Duo se calou por uns instantes. Era tudo novo e muito confuso. Estava em meio a uma aula chata de história em um museu quando se vira tragado por um tufão luminoso quando caiu de cabeça numa terra de loucos que falavam loucuras.
-Pequena ametista, como vê não há outra solução. – Ávila sorriu para ele. –Acho que vou lhe contar mais sobre nosso mundo, lhe mostrar umas coisas... – ao visto não tinham mesmo outra opção senão sentarem e se aceitarem. O jovem humano não tinha outras formas de voltar para casa.
Duo caminhara pela casa oval percebendo que ela era bem mais ampla que parecia. Talvez fosse algum encantamento que desse a impressão de espaço interior, afinal a essas alturas já imaginava de tudo naquele mundo estranho.

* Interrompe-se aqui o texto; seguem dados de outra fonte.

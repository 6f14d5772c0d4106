//! Display formatting for ledger statements.
//!
//! Amounts are shown at two decimal places with no currency symbol or
//! grouping. A credit balance is shown as its absolute value in parentheses.

use chrono::NaiveDate;
use ledgerbook_shared::types::round2;
use rust_decimal::Decimal;
use serde::Serialize;

use super::types::{BalanceSide, LedgerRow, LedgerStatement, StatementPeriod};

/// Description of the synthetic first line of every statement.
pub const OPENING_BALANCE_LABEL: &str = "Opening Balance";

/// Formats an amount at two decimal places.
#[must_use]
pub fn format_amount(amount: Decimal) -> String {
    format!("{:.2}", round2(amount))
}

/// Formats a signed balance: `120.00` for debit balances, `(30.00)` for
/// credit balances.
#[must_use]
pub fn format_balance(balance: Decimal) -> String {
    match BalanceSide::of(balance) {
        BalanceSide::Debit => format_amount(balance),
        BalanceSide::Credit => format!("({})", format_amount(balance.abs())),
    }
}

/// Formats a quantity cell; the "not applicable" marker renders blank.
#[must_use]
pub fn format_quantity(raw: &str, quantity: Decimal) -> String {
    if raw.trim() == "0" {
        String::new()
    } else {
        quantity.normalize().to_string()
    }
}

fn amount_cell(amount: Decimal) -> String {
    if amount.is_zero() {
        String::new()
    } else {
        format_amount(amount)
    }
}

/// One printable statement line.
#[derive(Debug, Clone, PartialEq, Eq, Serialize)]
#[serde(rename_all = "camelCase")]
pub struct StatementLine {
    /// Posting date.
    pub date: NaiveDate,
    /// Instrument number.
    pub instrument_no: String,
    /// Reference.
    pub reference: String,
    /// Description.
    pub description: String,
    /// Quantity cell.
    pub quantity: String,
    /// Debit cell.
    pub debit: String,
    /// Credit cell.
    pub credit: String,
    /// Balance cell.
    pub balance: String,
}

/// Printable totals line.
#[derive(Debug, Clone, PartialEq, Eq, Serialize)]
#[serde(rename_all = "camelCase")]
pub struct StatementFooter {
    /// Total quantity.
    pub total_quantity: String,
    /// Total debit.
    pub total_debit: String,
    /// Total credit.
    pub total_credit: String,
    /// Closing balance.
    pub closing_balance: String,
}

/// A statement laid out for printing.
#[derive(Debug, Clone, PartialEq, Eq, Serialize)]
#[serde(rename_all = "camelCase")]
pub struct StatementView {
    /// Period the statement covers.
    pub period: StatementPeriod,
    /// Opening line followed by one line per entry.
    pub lines: Vec<StatementLine>,
    /// Totals.
    pub footer: StatementFooter,
}

/// Lays a statement out for printing.
///
/// The opening line is dated at the period start and puts the opening balance
/// in the debit cell when it is non-negative, or its absolute value in the
/// credit cell when it is negative.
#[must_use]
pub fn render(statement: &LedgerStatement, period: StatementPeriod) -> StatementView {
    let opening = statement.opening_balance;
    let (opening_debit, opening_credit) = match BalanceSide::of(opening) {
        BalanceSide::Debit => (format_amount(opening), String::new()),
        BalanceSide::Credit => (String::new(), format_amount(opening.abs())),
    };

    let mut lines = Vec::with_capacity(statement.rows.len() + 1);
    lines.push(StatementLine {
        date: period.start_date,
        instrument_no: String::new(),
        reference: String::new(),
        description: OPENING_BALANCE_LABEL.to_string(),
        quantity: String::new(),
        debit: opening_debit,
        credit: opening_credit,
        balance: format_balance(opening),
    });
    lines.extend(statement.rows.iter().map(row_line));

    let totals = &statement.totals;
    StatementView {
        period,
        lines,
        footer: StatementFooter {
            total_quantity: totals.total_quantity.normalize().to_string(),
            total_debit: format_amount(totals.total_debit),
            total_credit: format_amount(totals.total_credit),
            closing_balance: format_balance(totals.closing_balance),
        },
    }
}

fn row_line(row: &LedgerRow) -> StatementLine {
    StatementLine {
        date: row.entry.date,
        instrument_no: row.entry.instrument_no.clone(),
        reference: row.entry.reference.clone(),
        description: row.entry.description.clone(),
        quantity: format_quantity(&row.entry.quantity, row.quantity),
        debit: amount_cell(row.debit),
        credit: amount_cell(row.credit),
        balance: format_balance(row.balance),
    }
}
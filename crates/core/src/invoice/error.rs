//! Invoice error types.

use chrono::NaiveDate;
use ledgerbook_shared::AppError;
use rust_decimal::Decimal;
use thiserror::Error;

/// Errors that can occur while preparing an invoice.
#[derive(Debug, Error)]
pub enum InvoiceError {
    /// Line quantity must be positive.
    #[error("Quantity must be greater than zero, got {0}")]
    InvalidQuantity(Decimal),

    /// Product is not active.
    #[error("Product {0} is inactive")]
    ProductInactive(String),

    /// Invoice has no lines.
    #[error("Invoice must have at least one item")]
    NoItems,

    /// Invoice type cannot be numbered or raised.
    #[error("Unsupported invoice type")]
    UnsupportedType,

    /// A line value or the invoice total exceeds the representable range.
    #[error("Amount overflow while valuing {0}")]
    Overflow(String),

    /// Due date falls outside the supported calendar.
    #[error("Cannot add {days} days to {date}")]
    DateOverflow {
        /// Invoice date.
        date: NaiveDate,
        /// Payment terms in days.
        days: u32,
    },
}

impl From<InvoiceError> for AppError {
    fn from(err: InvoiceError) -> Self {
        Self::Validation(err.to_string())
    }
}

Entediando ele deixou Escarlate e Ávila conversando sobre os planos da partida, iam se aventurar pelas trilhas daquele mundo mágico na manhã seguinte em busca de mais aliados, mas o jovem humano não quis participar da conversa.
Ele preferiu passear pelo jardim tão belo da casa e aproveitar para pensar um pouco na vida, em seu passado, em seus pais.
Sua mãe havia morrido, como ele havia visto em uma de suas visões após tocar um pingente que ela usava na hora do acidente, essa visão o havia levado a um estado catatônico quando tinha apenas cinco anos de idade.
Muito preocupado o pai o internara várias vezes por causa das visões que ele dizia ter e que seu pai acreditava ser ainda perturbações da época do trauma que sofrera pela morte da mãe.
Atualmente vivia no internato para moços católicos, e via o pai apenas duas vezes por ano nas férias.
-Sinto saudades. – ele falou baixo mordendo os lábios e já sentindo os olhos grandes se lubrificarem. Duo era extremamente sentimental.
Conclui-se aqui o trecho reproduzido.